Here's my method. I delete recordings after watching. In my Deleted Programs folder, I watch the end. I am now at the first week of October. Its a 1TB drive. When the last program gets erased, I delete the whole month. Then I proceed. I used to delete everything permanently. That was a bad idea since it caused all recording to be on or about the same area of the disk. I guess I spend too much time with my TiVo boxes.


----------



## sfhub (Jan 6, 2007)

ggieseke said:


> I start getting nervous when any of my Roamios cross 80%, and 85% is my "download or delete" threshold. No facts to back that up, just a gut feeling. After 30 mumble years in IT a drive that's almost full just creeps me out.


I don't know where the bug is in TiVo (or maybe it was how I did the expansion on the S3 OLED) but I didn't have a problem with free space until I went on vacation and it became 100% full. I had my Season Passes set to keep until I delete. I would watch and delete and keep track of deleted folder to see when I was running out of space. This worked fine until the drive filled up, and now it seems the space for some shows I delete never gets reused. They just sit in the deleted folder and even though I have 10 shows sitting there and nothing scheduled to record, when I try to record something new, it says out of space. Over time I keep accumulating more of these shows that have been deleted but TiVo won't use the space for new recordings. If I permanently delete the shows from the Deleted folder, TiVo still says it is out of space, so it seems it just lost track of these shows and doesn't consider them free space anymore.

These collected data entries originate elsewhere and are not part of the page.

use std::fs;
use std::path::{Path, PathBuf};
use std::process::Command;

use assert_cmd::prelude::*;
use predicates::prelude::*;
use predicates::str::contains;
use tempfile::TempDir;

fn workspace_path(rel: &str) -> PathBuf {
    Path::new(env!("CARGO_MANIFEST_DIR")).join("..").join(rel)
}

/// `netdeploy` against the bundled inventory and templates.
fn netdeploy() -> Command {
    netdeploy_with(&workspace_path("inventory/devices.yaml"))
}

fn netdeploy_with(inventory: &Path) -> Command {
    let mut cmd = Command::new(assert_cmd::cargo::cargo_bin!("netdeploy"));
    cmd.arg("--inventory")
        .arg(inventory)
        .arg("--templates")
        .arg(workspace_path("templates"))
        .env_remove("NETDEPLOY_INVENTORY")
        .env_remove("NETDEPLOY_TEMPLATES")
        .env_remove("RUST_LOG")
        .env("NO_COLOR", "1");
    cmd
}

/// Three management switches; the second lacks `management_ip`.
fn broken_inventory(dir: &TempDir) -> PathBuf {
    broken_inventory_with(dir, "")
}

/// [`broken_inventory`] with `settings` prepended to the document.
fn broken_inventory_with(dir: &TempDir, settings: &str) -> PathBuf {
    let path = dir.path().join("devices.yaml");
    let devices = "\
defaults:
  variables: { mgmt_vlan: 10, prefix_len: 24, gateway: 192.168.10.1 }
devices:
  - name: mgmt-sw-01
    address: 192.168.10.10
    role: management
    priority: 1
    variables: { hostname: MGMT-SW-01, management_ip: 192.168.10.10 }
  - name: mgmt-sw-02
    address: 192.168.10.20
    role: management
    priority: 2
    variables: { hostname: MGMT-SW-02 }
  - name: mgmt-sw-03
    address: 192.168.10.30
    role: management
    priority: 3
    variables: { hostname: MGMT-SW-03, management_ip: 192.168.10.30 }
";
    fs::write(&path, format!("{settings}{devices}")).expect("write inventory");
    path
}

fn stdout_of(cmd: &mut Command) -> String {
    let output = cmd.output().expect("run netdeploy");
    String::from_utf8(output.stdout).expect("stdout utf8")
}

// ---------------------------------------------------------------------------
// validate / info
// ---------------------------------------------------------------------------

#[test]
fn validate_passes_on_bundled_inventory() {
    netdeploy()
        .arg("validate")
        .assert()
        .success()
        .stdout(contains("core_switch"))
        .stdout(contains("edge_router"))
        .stdout(contains("all templates and devices are valid"));
}

#[test]
fn validate_names_missing_variables_and_fails() {
    let dir = TempDir::new().unwrap();
    netdeploy_with(&broken_inventory(&dir))
        .arg("validate")
        .assert()
        .failure()
        .stdout(contains("mgmt-sw-02"))
        .stdout(contains("management_ip"))
        .stderr(contains("validation failed"));
}

#[test]
fn validate_json_is_parseable() {
    let stdout = stdout_of(netdeploy().args(["validate", "--json"]));
    let report: serde_json::Value = serde_json::from_str(&stdout).expect("json");
    assert_eq!(report["templates"]["core_switch"]["valid"], true);
    assert!(report["missing_variables"].as_object().unwrap().is_empty());
}

#[test]
fn info_lists_devices_in_deployment_order() {
    let stdout = stdout_of(netdeploy().args(["info", "--json"]));
    let info: serde_json::Value = serde_json::from_str(&stdout).expect("json");
    let order: Vec<&str> = info["devices"]
        .as_array()
        .unwrap()
        .iter()
        .map(|d| d["name"].as_str().unwrap())
        .collect();
    assert_eq!(
        order,
        ["mgmt-sw-01", "core-sw-01", "core-sw-02", "access-sw-01", "access-sw-02", "edge-router-01"]
    );
    assert_eq!(info["templates"].as_array().unwrap().len(), 4);
}

#[test]
fn missing_inventory_is_reported() {
    netdeploy_with(Path::new("/nonexistent/devices.yaml"))
        .arg("info")
        .assert()
        .failure()
        .stderr(contains("failed to load inventory"));
}

// ---------------------------------------------------------------------------
// generate / diff
// ---------------------------------------------------------------------------

#[test]
fn generate_writes_one_file_per_device_and_is_idempotent() {
    let out = TempDir::new().unwrap();

    netdeploy()
        .args(["generate", "--output"])
        .arg(out.path())
        .assert()
        .success()
        .stdout(contains("6 written, 0 unchanged"));

    let core = fs::read_to_string(out.path().join("core-sw-01.cfg")).unwrap();
    assert!(core.contains("sysname CORE-SW-01"));
    assert!(!core.contains("{{"));
    assert_eq!(fs::read_dir(out.path()).unwrap().count(), 6);

    netdeploy()
        .args(["generate", "--output"])
        .arg(out.path())
        .assert()
        .success()
        .stdout(contains("0 written, 6 unchanged"));
}

#[test]
fn generate_show_prints_without_writing() {
    let cwd = TempDir::new().unwrap();
    netdeploy()
        .current_dir(cwd.path())
        .args(["generate", "--device", "core-sw-01", "--show"])
        .assert()
        .success()
        .stdout(contains("sysname CORE-SW-01"))
        .stdout(contains("mgmt-sw-01").not());
    assert!(!cwd.path().join("generated").exists());
}

#[test]
fn generate_unknown_device_fails() {
    netdeploy()
        .args(["generate", "--show", "--device", "ghost"])
        .assert()
        .failure()
        .stderr(contains("ghost"));
}

#[test]
fn diff_is_clean_after_generate_and_shows_local_edits() {
    let out = TempDir::new().unwrap();
    netdeploy()
        .args(["generate", "--output"])
        .arg(out.path())
        .assert()
        .success();

    netdeploy()
        .args(["diff", "--device", "core-sw-01", "--output"])
        .arg(out.path())
        .assert()
        .success()
        .stdout(contains("No differences for 'core-sw-01'."));

    let target = out.path().join("core-sw-01.cfg");
    let edited = fs::read_to_string(&target)
        .unwrap()
        .replace("sysname CORE-SW-01", "sysname HAND-EDITED");
    fs::write(&target, edited).unwrap();

    let stdout = stdout_of(
        netdeploy()
            .args(["diff", "--device", "core-sw-01", "--output"])
            .arg(out.path()),
    );
    assert!(stdout.contains("--- a/core-sw-01.cfg"));
    assert!(stdout.lines().any(|l| l == "-sysname HAND-EDITED"));
    assert!(stdout.lines().any(|l| l == "+sysname CORE-SW-01"));
}

// ---------------------------------------------------------------------------
// deploy (dry run only; no network in tests)
// ---------------------------------------------------------------------------

#[test]
fn dry_run_deploy_reports_every_device() {
    netdeploy()
        .args(["deploy", "--dry-run"])
        .assert()
        .success()
        .stdout(contains("[dry-run]"))
        .stdout(contains("6/6 devices deployed successfully (100.0%)"));
}

#[test]
fn inventory_default_makes_deploy_a_dry_run() {
    // The bundled inventory sets `dry_run_default: true`.
    netdeploy()
        .arg("deploy")
        .assert()
        .success()
        .stdout(contains("[dry-run]"));
}

#[test]
fn deploy_halts_at_first_failure() {
    let dir = TempDir::new().unwrap();
    let stdout = stdout_of(netdeploy_with(&broken_inventory(&dir)).args(["deploy", "--dry-run", "--json"]));
    let run: serde_json::Value = serde_json::from_str(&stdout).expect("json");
    assert_eq!(run["success"], false);
    assert_eq!(run["successful"], serde_json::json!(["mgmt-sw-01"]));
    assert_eq!(run["failed"], serde_json::json!(["mgmt-sw-02"]));
    assert_eq!(run["skipped"], serde_json::json!(["mgmt-sw-03"]));
    assert_eq!(run["results"]["mgmt-sw-02"]["stage"], "render");

    netdeploy_with(&broken_inventory(&dir))
        .args(["deploy", "--dry-run"])
        .assert()
        .failure()
        .stderr(contains("deployment stopped"));
}

#[test]
fn continue_on_error_attempts_every_device() {
    let dir = TempDir::new().unwrap();
    netdeploy_with(&broken_inventory(&dir))
        .args(["deploy", "--dry-run", "--continue-on-error"])
        .assert()
        .success()
        .stdout(contains("2/3 devices deployed successfully (66.7%)"))
        .stdout(contains("management_ip"));
}

#[test]
fn inventory_can_disable_halting() {
    let dir = TempDir::new().unwrap();
    let inventory = broken_inventory_with(&dir, "global_settings:\n  halt_on_failure: false\n");
    let stdout = stdout_of(netdeploy_with(&inventory).args(["deploy", "--dry-run", "--json"]));
    let run: serde_json::Value = serde_json::from_str(&stdout).expect("json");
    assert_eq!(run["successful"], serde_json::json!(["mgmt-sw-01", "mgmt-sw-03"]));
    assert_eq!(run["failed"], serde_json::json!(["mgmt-sw-02"]));
    assert_eq!(run["skipped"], serde_json::json!([]));

    netdeploy_with(&inventory)
        .args(["deploy", "--dry-run"])
        .assert()
        .success()
        .stdout(contains("2/3 devices deployed successfully (66.7%)"));
}

#[test]
fn halt_flag_overrides_inventory() {
    let dir = TempDir::new().unwrap();
    let inventory = broken_inventory_with(&dir, "global_settings:\n  halt_on_failure: false\n");
    netdeploy_with(&inventory)
        .args(["deploy", "--dry-run", "--halt-on-failure"])
        .assert()
        .failure()
        .stderr(contains("deployment stopped"));
}

#[test]
fn deploy_unknown_device_fails() {
    netdeploy()
        .args(["deploy", "--dry-run", "--device", "ghost"])
        .assert()
        .failure()
        .stderr(contains("device 'ghost' is not in the inventory"));
}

I have no idea what causes this situation, but I estimate I probably lost 10-15% of my 2TB drive capacity due to TiVo refusing to reuse empty space. I was thinking maybe this had to do with how the 2TB expansion was done by adding new partitions, but that is just a guess. I think that is how MFSR does the 8TB support also. What I describe might be totally unrelated to how the drive was expanded and maybe if I had set Keep until space needed the whole time I wouldn't have seen any issues.


----------



## dvdvids (Feb 9, 2008)

Mikeguy said:


> The WD Green (WD30EURX) used to be in favor, but is no longer being made, as I understand it; also, if I am recalling correctly, some potential issue developed later, per posts here?
> 
> The WD Red now seems to be the drive of choice, with a good warranty and at a sweet-spot pricewise for the 3TB (recently, around $110 at Amazon.com--had been a brief drop in late Nov. sales).

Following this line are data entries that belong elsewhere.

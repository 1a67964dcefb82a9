//! netdeploy core library — device data model, connection settings, inventory loading.
//!
//! - [`types`] — device, role and variable types
//! - [`connection`] — [`ConnectionConfig`] and the override layers merged into it
//! - [`inventory`] — YAML inventory load + schema validation
//! - [`error`] — [`InventoryError`]

pub mod connection;
pub mod error;
pub mod inventory;
pub mod types;

pub use connection::{Backoff, ConnectionConfig, ConnectionOverrides, Credentials};
pub use error::{InventoryError, UnknownRole};
pub use inventory::{GlobalSettings, Inventory, InventoryDefaults};
pub use types::{Device, DeviceName, DeviceRole, VariableValue, Variables};
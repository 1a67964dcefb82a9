//! Per-device and per-run deployment outcomes.

use std::collections::BTreeMap;
use std::fmt;
use std::time::Duration;

use chrono::{DateTime, Utc};
use serde::Serialize;

use netdeploy_core::{Device, DeviceName};

/// Where a device's deployment stopped.
#[derive(Debug, Clone, Copy, PartialEq, Eq, Serialize)]
#[serde(rename_all = "lowercase")]
pub enum FailureStage {
    Render,
    Connect,
    Apply,
}

impl fmt::Display for FailureStage {
    fn fmt(&self, f: &mut fmt::Formatter<'_>) -> fmt::Result {
        f.write_str(match self {
            FailureStage::Render => "render",
            FailureStage::Connect => "connect",
            FailureStage::Apply => "apply",
        })
    }
}

/// Outcome for one device.
#[derive(Debug, Clone, PartialEq, Serialize)]
pub struct DeviceResult {
    pub device: DeviceName,
    pub success: bool,
    pub template: String,
    /// Non-blank lines of the rendered configuration.
    pub config_lines: usize,
    pub elapsed: Duration,
    pub error: Option<String>,
    pub stage: Option<FailureStage>,
    /// Hex SHA-256 of the rendered configuration, when rendering got that far.
    pub digest: Option<String>,
    /// The session did not close cleanly. Does not affect `success`.
    pub disconnect_error: Option<String>,
}

impl DeviceResult {
    pub(crate) fn succeeded(device: &Device, config: &str, digest: String, elapsed: Duration) -> Self {
        DeviceResult {
            device: device.name.clone(),
            success: true,
            template: device.template.clone(),
            config_lines: count_lines(config),
            elapsed,
            error: None,
            stage: None,
            digest: Some(digest),
            disconnect_error: None,
        }
    }

    pub(crate) fn failed(
        device: &Device,
        stage: FailureStage,
        error: impl Into<String>,
        elapsed: Duration,
    ) -> Self {
        DeviceResult {
            device: device.name.clone(),
            success: false,
            template: device.template.clone(),
            config_lines: 0,
            elapsed,
            error: Some(error.into()),
            stage: Some(stage),
            digest: None,
            disconnect_error: None,
        }
    }

    /// Keep what rendering produced on a result that failed later.
    pub(crate) fn with_rendered(mut self, config: &str, digest: String) -> Self {
        self.config_lines = count_lines(config);
        self.digest = Some(digest);
        self
    }

    pub(crate) fn with_disconnect_error(mut self, error: Option<String>) -> Self {
        self.disconnect_error = error;
        self
    }
}

pub fn count_lines(config: &str) -> usize {
    config.lines().filter(|l| !l.trim().is_empty()).count()
}

/// Outcome of one deployment run.
#[derive(Debug, Clone, Serialize)]
pub struct DeploymentResult {
    /// All attempted devices succeeded and none were skipped.
    pub success: bool,
    pub dry_run: bool,
    pub started_at: DateTime<Utc>,
    pub successful: Vec<DeviceName>,
    pub failed: Vec<DeviceName>,
    /// Not attempted because an earlier device failed and the run halted.
    pub skipped: Vec<DeviceName>,
    pub elapsed: Duration,
    pub total_config_lines: usize,
    pub results: BTreeMap<DeviceName, DeviceResult>,
}

impl DeploymentResult {
    pub(crate) fn new(dry_run: bool) -> Self {
        DeploymentResult {
            success: true,
            dry_run,
            started_at: Utc::now(),
            successful: Vec::new(),
            failed: Vec::new(),
            skipped: Vec::new(),
            elapsed: Duration::ZERO,
            total_config_lines: 0,
            results: BTreeMap::new(),
        }
    }

    pub(crate) fn record(&mut self, result: DeviceResult) {
        if result.success {
            self.successful.push(result.device.clone());
        } else {
            self.failed.push(result.device.clone());
        }
        self.total_config_lines += result.config_lines;
        self.results.insert(result.device.clone(), result);
    }

    pub(crate) fn finish(&mut self, elapsed: Duration) {
        self.elapsed = elapsed;
        self.success = self.failed.is_empty() && self.skipped.is_empty();
    }

    /// Devices the run covered, skipped ones included.
    pub fn total(&self) -> usize {
        self.successful.len() + self.failed.len() + self.skipped.len()
    }

    /// `"2/3 devices deployed successfully (66.7%)"`
    pub fn summary(&self) -> String {
        let total = self.total();
        let rate = if total == 0 {
            0.0
        } else {
            self.successful.len() as f64 * 100.0 / total as f64
        };
        format!(
            "{}/{} devices deployed successfully ({rate:.1}%)",
            self.successful.len(),
            total
        )
    }

    pub fn result(&self, device: &str) -> Option<&DeviceResult> {
        self.results.get(&DeviceName::from(device))
    }
}
//! # netdeploy-orchestrator
//!
//! Drives a deployment run: loads the inventory, validates templates
//! against each device's variables, renders and (unless dry run) pushes
//! configurations device by device in priority order.
//!
//! - [`orchestrator`] — [`Orchestrator`] and its options
//! - [`result`] — [`DeviceResult`], [`DeploymentResult`]
//! - [`writer`] — hash-gated atomic write of generated configurations
//! - [`diff`] — unified diff against previously generated files

pub mod diff;
pub mod error;
pub mod orchestrator;
pub mod result;
pub mod writer;

pub use diff::{diff_config, ConfigDiff};
pub use error::DeployError;
pub use orchestrator::{DeployOptions, Orchestrator, OrchestratorConfig, Reachability, ValidationReport};
pub use result::{DeploymentResult, DeviceResult, FailureStage};
pub use writer::{write_config, WriteResult};
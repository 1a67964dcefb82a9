//! IPv4 helper filters registered on every template.
//!
//! ```text
//! {{ 24 | subnet_mask }}                          -> 255.255.255.0
//! {{ 24 | wildcard_mask }}                        -> 0.0.0.255
//! {{ "192.168.10.77" | ipv4_network(prefix=24) }} -> 192.168.10.0
//! {{ "192.168.10.77/26" | ipv4_network }}         -> 192.168.10.64
//! ```
//!
//! Bad input is a render error. A config line with a made-up mask is worse
//! than no config.

use std::collections::HashMap;
use std::net::Ipv4Addr;

use tera::{Tera, Value};

pub fn register(tera: &mut Tera) {
    tera.register_filter("subnet_mask", subnet_mask);
    tera.register_filter("wildcard_mask", wildcard_mask);
    tera.register_filter("ipv4_network", ipv4_network);
}

/// Prefix length → dotted netmask.
pub fn subnet_mask(value: &Value, _args: &HashMap<String, Value>) -> tera::Result<Value> {
    let prefix = prefix_len(value, "subnet_mask")?;
    Ok(Value::String(mask(prefix).to_string()))
}

/// Prefix length → dotted hostmask (inverted netmask, as used in ACLs and OSPF).
pub fn wildcard_mask(value: &Value, _args: &HashMap<String, Value>) -> tera::Result<Value> {
    let prefix = prefix_len(value, "wildcard_mask")?;
    Ok(Value::String((!mask(prefix)).to_string()))
}

/// Address → network address. The prefix comes from `prefix=N` or from a
/// `/N` suffix on the address; the argument wins when both are present.
pub fn ipv4_network(value: &Value, args: &HashMap<String, Value>) -> tera::Result<Value> {
    let text = value
        .as_str()
        .ok_or_else(|| tera::Error::msg(format!("ipv4_network expects a string, got {value}")))?;
    let (addr, suffix) = match text.split_once('/') {
        Some((addr, prefix)) => (addr, Some(prefix)),
        None => (text, None),
    };
    let addr: Ipv4Addr = addr
        .trim()
        .parse()
        .map_err(|_| tera::Error::msg(format!("ipv4_network: '{text}' is not an IPv4 address")))?;
    let prefix = match (args.get("prefix"), suffix) {
        (Some(arg), _) => prefix_len(arg, "ipv4_network")?,
        (None, Some(suffix)) => prefix_len(&Value::String(suffix.to_string()), "ipv4_network")?,
        (None, None) => {
            return Err(tera::Error::msg(
                "ipv4_network needs a prefix: use ipv4_network(prefix=N) or an a.b.c.d/N value",
            ))
        }
    };
    Ok(Value::String((addr & mask(prefix)).to_string()))
}

fn mask(prefix: u8) -> Ipv4Addr {
    let bits = u32::MAX.checked_shl(32 - u32::from(prefix)).unwrap_or(0);
    Ipv4Addr::from(bits)
}

/// Accepts `24`, `"24"` and `"/24"`.
fn prefix_len(value: &Value, filter: &str) -> tera::Result<u8> {
    let parsed = match value {
        Value::Number(n) => n.as_u64(),
        Value::String(s) => s.trim().trim_start_matches('/').parse::<u64>().ok(),
        _ => None,
    };
    match parsed {
        Some(p) if p <= 32 => Ok(p as u8),
        _ => Err(tera::Error::msg(format!(
            "{filter}: '{value}' is not a prefix length between 0 and 32"
        ))),
    }
}

// ---------------------------------------------------------------------------
// Tests
// ---------------------------------------------------------------------------
//! # netdeploy-renderer
//!
//! Tera-based renderer that turns a device's variable binding into its
//! configuration text, with strict undefined-variable checks.
//!
//! ## Usage
//!
//! ```rust,no_run
//! use netdeploy_core::{VariableValue, Variables};
//! use netdeploy_renderer::Renderer;
//!
//! fn render_core() -> Result<String, netdeploy_renderer::RenderError> {
//!     let renderer = Renderer::new("templates")?;
//!     let mut vars = Variables::new();
//!     vars.insert("hostname".into(), VariableValue::from("CORE-SW-01"));
//!     renderer.generate_config("core", &vars)
//! }
//! ```

pub mod engine;
pub mod error;
pub mod filters;
pub mod variables;

pub use engine::{Renderer, Template, TemplateInfo, TemplateValidation};
pub use error::RenderError;
pub use variables::InferredVariables;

Thanks! I see few of WD Red's with different descriptions!, 
is this the one? -- WD30EFRX (WD Red 3TB NAS Hard Disk Drive - 5400 RPM Class SATA 6 Gb/s 64MB)
this one says Intellipower -- WD30EFRX (WD Red 3TB IntelliPower SATA3/SATA 6.0 GB/s 64MB)


----------



## ThAbtO (Apr 6, 2000)

Amazon sellers can give much different descriptions for the same products. 
This one is the same item. Its not Intellipower that has issues on Tivo, but IntelliPark (Roamios are not affected.)


----------



## Mikeguy (Jul 28, 2005)

And it's the WD30EFRX that is the current "little darling."


----------



## cybergrimes (Jun 15, 2015)

I've had the WD30EURX in my Roamio since July 2015, plug and play install with zero issues in the past 18 months. It was $109 direct from Amazon at the time though.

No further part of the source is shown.